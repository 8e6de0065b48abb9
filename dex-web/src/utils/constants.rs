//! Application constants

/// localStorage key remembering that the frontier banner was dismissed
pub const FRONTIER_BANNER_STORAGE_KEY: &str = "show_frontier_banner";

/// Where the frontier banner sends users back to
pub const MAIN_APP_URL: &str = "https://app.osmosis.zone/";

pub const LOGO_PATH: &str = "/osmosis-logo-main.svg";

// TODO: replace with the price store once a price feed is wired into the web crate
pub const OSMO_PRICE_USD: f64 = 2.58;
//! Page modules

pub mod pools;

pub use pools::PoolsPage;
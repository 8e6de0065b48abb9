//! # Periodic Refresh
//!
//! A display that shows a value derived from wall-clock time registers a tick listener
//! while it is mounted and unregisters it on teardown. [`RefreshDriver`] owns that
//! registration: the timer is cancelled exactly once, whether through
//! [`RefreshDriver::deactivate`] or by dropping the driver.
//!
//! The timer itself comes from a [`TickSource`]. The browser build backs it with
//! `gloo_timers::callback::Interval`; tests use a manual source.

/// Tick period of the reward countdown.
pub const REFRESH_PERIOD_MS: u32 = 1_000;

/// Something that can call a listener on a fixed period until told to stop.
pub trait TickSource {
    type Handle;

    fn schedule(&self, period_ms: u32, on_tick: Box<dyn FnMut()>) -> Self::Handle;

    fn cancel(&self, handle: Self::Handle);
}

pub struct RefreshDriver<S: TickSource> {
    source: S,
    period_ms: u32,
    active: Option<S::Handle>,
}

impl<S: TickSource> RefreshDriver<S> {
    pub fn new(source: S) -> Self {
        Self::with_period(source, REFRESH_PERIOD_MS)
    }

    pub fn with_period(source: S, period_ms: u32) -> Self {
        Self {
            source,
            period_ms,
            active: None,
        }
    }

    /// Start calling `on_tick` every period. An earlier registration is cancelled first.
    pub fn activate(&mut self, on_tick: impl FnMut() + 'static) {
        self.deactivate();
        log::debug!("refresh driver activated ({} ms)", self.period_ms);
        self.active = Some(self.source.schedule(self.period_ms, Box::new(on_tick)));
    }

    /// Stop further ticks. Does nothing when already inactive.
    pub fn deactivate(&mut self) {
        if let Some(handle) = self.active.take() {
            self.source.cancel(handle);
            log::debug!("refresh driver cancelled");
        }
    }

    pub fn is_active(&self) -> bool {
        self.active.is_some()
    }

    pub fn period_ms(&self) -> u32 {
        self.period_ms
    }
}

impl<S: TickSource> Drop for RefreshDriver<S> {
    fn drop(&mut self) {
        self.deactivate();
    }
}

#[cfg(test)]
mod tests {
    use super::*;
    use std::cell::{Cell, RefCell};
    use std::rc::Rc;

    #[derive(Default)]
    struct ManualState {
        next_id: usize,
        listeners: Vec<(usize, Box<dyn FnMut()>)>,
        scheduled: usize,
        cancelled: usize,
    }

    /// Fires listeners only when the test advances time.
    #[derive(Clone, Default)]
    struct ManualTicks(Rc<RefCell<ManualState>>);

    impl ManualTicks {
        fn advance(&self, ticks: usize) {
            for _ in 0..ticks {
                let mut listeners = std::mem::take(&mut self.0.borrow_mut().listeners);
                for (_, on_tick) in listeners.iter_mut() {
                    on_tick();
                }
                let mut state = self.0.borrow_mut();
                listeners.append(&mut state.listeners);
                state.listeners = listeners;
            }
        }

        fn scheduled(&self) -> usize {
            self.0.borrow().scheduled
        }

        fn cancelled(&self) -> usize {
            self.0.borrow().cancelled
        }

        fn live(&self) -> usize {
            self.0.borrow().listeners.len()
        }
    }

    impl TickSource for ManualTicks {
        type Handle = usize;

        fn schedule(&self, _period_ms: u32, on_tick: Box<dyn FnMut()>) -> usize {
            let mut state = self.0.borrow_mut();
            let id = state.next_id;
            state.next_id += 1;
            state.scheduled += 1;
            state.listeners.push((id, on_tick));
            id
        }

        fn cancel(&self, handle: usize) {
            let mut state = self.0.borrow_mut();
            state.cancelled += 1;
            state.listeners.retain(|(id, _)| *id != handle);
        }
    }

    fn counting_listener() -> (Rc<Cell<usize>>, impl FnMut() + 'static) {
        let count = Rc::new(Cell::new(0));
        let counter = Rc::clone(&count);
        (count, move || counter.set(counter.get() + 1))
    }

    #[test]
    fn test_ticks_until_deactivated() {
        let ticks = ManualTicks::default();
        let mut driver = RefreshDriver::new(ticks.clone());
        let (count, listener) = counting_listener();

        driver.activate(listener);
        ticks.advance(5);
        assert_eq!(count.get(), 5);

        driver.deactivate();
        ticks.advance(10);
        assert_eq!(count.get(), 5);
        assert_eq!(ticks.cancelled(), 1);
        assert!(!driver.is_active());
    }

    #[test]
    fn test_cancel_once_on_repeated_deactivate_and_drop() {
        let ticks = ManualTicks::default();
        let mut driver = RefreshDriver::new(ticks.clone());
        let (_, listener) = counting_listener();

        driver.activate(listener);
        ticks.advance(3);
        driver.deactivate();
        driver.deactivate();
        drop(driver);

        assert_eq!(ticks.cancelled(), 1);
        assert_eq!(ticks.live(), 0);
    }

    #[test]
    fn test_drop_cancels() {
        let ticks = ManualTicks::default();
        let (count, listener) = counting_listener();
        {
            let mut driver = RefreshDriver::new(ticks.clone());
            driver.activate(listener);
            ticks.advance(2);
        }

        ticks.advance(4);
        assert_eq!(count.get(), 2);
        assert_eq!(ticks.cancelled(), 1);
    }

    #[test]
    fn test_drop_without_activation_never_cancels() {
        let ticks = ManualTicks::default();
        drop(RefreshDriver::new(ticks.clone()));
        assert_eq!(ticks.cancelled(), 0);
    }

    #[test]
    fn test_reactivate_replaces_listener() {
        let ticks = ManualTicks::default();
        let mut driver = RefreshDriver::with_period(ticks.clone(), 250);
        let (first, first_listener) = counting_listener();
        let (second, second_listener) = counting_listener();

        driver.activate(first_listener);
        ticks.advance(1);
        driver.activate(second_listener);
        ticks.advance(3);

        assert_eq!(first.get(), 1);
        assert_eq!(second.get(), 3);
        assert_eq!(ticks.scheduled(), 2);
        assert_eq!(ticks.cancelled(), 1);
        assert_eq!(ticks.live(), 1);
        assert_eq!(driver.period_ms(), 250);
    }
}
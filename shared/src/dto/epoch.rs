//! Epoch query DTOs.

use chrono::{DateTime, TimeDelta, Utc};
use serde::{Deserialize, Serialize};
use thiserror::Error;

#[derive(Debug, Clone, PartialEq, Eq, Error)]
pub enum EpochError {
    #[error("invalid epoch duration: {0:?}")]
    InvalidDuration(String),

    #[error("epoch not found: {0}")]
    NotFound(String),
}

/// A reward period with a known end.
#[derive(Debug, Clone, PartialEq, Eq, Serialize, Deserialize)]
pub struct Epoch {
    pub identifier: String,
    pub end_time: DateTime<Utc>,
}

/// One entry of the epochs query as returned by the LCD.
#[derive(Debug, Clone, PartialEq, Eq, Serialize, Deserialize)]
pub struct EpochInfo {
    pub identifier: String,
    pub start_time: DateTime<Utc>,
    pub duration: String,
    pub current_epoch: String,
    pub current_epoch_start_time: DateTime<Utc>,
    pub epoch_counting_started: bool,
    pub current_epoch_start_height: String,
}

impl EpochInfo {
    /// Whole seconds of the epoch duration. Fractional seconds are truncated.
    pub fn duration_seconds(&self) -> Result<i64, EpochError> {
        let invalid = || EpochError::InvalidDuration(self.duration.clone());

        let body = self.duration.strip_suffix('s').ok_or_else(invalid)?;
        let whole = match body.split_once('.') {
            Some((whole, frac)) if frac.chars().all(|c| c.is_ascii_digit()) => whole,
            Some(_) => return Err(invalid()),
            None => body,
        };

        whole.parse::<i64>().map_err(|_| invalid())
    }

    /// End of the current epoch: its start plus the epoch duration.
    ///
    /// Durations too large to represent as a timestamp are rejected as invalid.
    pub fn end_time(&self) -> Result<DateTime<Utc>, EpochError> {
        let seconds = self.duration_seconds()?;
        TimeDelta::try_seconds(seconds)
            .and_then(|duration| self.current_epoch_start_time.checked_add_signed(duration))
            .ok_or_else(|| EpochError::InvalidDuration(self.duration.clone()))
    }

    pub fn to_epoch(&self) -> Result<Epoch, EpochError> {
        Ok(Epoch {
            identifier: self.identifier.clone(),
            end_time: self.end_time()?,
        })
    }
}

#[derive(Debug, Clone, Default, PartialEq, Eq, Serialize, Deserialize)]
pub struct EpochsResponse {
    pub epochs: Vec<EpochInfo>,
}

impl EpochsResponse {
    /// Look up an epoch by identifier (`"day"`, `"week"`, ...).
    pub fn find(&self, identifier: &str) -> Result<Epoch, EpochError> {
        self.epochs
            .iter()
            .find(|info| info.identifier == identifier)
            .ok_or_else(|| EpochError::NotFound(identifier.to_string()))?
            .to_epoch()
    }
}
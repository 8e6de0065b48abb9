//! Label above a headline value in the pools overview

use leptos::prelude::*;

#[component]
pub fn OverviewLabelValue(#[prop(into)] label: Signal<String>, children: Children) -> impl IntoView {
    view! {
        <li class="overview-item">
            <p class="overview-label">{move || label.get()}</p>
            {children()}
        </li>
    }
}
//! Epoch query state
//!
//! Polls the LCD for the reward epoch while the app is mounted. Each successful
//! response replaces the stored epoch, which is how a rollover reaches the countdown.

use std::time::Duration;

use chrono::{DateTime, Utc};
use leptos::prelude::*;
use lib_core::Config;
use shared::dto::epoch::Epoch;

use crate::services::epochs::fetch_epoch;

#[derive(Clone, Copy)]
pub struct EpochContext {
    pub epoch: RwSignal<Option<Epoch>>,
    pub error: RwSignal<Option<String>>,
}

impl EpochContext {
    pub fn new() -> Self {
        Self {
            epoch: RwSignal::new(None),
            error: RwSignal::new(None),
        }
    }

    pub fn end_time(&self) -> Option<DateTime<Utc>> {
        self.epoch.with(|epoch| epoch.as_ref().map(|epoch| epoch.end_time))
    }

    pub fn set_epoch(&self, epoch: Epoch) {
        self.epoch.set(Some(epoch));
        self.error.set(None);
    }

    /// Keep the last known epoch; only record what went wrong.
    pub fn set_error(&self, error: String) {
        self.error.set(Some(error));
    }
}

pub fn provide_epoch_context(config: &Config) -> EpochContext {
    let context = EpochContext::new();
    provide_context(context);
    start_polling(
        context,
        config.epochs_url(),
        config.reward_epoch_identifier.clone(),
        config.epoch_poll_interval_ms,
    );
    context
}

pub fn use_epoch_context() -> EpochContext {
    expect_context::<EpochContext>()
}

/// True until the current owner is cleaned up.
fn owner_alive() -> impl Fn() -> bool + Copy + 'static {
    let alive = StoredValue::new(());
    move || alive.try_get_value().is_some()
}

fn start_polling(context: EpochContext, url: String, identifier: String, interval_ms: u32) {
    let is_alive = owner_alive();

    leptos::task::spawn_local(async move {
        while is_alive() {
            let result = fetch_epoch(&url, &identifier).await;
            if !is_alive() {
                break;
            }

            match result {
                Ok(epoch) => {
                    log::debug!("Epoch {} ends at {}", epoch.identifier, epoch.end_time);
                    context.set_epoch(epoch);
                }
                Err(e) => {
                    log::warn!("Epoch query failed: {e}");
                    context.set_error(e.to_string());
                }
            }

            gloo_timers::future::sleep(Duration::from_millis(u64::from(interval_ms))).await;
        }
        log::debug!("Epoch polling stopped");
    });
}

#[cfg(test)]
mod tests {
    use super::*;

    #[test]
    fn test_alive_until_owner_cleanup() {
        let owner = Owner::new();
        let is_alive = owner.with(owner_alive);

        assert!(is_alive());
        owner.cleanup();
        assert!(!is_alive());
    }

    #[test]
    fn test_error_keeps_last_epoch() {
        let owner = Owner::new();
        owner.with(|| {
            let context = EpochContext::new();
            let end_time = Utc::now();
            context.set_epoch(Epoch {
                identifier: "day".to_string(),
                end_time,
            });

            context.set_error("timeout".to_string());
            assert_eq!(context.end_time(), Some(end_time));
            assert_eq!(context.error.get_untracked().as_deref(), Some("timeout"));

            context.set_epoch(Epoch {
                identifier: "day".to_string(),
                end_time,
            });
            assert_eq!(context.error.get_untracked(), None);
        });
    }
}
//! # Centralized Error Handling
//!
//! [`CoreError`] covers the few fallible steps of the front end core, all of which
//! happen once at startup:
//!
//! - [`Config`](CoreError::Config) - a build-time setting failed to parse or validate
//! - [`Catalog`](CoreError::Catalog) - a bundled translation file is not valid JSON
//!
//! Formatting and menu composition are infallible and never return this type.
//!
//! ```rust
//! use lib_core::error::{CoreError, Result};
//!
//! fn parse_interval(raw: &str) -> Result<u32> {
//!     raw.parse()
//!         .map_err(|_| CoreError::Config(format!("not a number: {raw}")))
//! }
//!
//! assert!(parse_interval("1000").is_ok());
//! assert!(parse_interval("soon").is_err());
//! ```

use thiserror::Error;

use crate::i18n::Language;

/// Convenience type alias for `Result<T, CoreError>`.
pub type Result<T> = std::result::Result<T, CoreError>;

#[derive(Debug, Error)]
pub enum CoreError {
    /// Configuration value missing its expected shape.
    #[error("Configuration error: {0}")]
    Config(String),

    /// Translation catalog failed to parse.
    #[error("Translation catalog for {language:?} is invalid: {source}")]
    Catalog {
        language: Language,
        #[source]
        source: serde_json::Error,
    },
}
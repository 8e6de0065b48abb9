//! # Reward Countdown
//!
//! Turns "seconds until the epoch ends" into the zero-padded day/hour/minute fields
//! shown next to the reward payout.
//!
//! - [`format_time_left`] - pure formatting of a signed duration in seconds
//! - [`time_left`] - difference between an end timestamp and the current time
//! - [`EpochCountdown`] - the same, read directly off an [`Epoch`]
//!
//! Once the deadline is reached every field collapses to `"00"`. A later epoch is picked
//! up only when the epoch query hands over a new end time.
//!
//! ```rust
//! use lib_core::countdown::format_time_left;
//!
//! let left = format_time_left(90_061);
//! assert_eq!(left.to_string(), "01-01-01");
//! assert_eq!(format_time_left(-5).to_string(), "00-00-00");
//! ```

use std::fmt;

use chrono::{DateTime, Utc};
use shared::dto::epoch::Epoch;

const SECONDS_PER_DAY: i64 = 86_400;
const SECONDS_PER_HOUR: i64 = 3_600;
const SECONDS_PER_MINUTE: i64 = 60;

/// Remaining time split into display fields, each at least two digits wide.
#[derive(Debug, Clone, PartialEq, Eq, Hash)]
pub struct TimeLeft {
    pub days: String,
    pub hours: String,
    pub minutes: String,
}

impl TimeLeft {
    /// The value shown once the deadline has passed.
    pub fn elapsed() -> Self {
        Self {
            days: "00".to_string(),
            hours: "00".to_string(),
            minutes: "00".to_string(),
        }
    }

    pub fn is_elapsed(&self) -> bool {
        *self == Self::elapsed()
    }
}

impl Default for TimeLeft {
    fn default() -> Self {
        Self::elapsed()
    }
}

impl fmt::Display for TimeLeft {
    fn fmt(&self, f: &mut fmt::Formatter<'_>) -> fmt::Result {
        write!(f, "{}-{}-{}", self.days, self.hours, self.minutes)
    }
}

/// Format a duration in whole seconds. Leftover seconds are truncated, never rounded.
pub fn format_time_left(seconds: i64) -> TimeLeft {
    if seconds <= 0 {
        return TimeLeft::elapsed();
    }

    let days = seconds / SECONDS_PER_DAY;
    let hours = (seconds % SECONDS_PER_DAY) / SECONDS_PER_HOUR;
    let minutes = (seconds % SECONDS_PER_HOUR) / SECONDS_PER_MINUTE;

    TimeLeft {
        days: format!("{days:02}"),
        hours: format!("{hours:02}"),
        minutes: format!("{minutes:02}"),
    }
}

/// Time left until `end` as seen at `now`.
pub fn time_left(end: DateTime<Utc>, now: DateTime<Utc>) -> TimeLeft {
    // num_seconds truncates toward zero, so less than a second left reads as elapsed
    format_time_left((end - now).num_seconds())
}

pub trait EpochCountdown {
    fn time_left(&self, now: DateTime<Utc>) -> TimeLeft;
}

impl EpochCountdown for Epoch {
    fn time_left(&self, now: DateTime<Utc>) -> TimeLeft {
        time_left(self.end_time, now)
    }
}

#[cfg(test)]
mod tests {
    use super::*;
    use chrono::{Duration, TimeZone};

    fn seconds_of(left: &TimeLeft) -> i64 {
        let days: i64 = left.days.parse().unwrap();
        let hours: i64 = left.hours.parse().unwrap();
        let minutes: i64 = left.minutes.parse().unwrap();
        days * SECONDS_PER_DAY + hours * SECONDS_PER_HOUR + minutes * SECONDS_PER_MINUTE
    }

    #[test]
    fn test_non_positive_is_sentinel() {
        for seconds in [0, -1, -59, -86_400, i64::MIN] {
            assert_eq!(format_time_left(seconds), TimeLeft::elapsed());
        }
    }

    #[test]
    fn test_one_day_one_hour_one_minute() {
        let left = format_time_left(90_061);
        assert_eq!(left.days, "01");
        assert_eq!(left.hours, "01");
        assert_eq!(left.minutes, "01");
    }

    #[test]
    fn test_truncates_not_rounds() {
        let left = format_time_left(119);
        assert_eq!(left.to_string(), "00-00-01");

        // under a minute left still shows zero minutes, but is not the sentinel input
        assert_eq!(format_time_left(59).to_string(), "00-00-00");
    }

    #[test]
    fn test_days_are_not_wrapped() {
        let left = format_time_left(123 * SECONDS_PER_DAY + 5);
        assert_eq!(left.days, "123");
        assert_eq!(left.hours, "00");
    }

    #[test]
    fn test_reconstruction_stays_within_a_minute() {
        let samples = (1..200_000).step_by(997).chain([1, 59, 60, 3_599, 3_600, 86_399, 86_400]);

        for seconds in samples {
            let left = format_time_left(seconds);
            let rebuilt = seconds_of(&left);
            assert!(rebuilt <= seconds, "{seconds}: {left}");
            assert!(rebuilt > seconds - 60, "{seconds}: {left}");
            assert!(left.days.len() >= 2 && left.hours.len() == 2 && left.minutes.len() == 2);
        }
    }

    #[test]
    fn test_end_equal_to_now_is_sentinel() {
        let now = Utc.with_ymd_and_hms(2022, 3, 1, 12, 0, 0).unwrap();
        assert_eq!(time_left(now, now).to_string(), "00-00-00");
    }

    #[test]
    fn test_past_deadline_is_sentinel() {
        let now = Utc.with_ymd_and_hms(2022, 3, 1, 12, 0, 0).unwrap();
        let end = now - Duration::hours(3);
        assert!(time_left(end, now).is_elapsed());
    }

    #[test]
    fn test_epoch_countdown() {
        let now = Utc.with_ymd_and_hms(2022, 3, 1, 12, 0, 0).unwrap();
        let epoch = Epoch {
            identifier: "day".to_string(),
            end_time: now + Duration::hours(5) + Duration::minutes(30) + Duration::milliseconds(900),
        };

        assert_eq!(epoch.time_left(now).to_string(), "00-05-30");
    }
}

□ □ □

> _Directions_
From the data above, pick out each line containing "bool" and copy it.

> _Answer to this task_
    pub fn is_active(&self) -> bool {
    pub epoch_counting_started: bool,
fn owner_alive() -> impl Fn() -> bool + Copy + 'static {
    pub fn is_elapsed(&self) -> bool {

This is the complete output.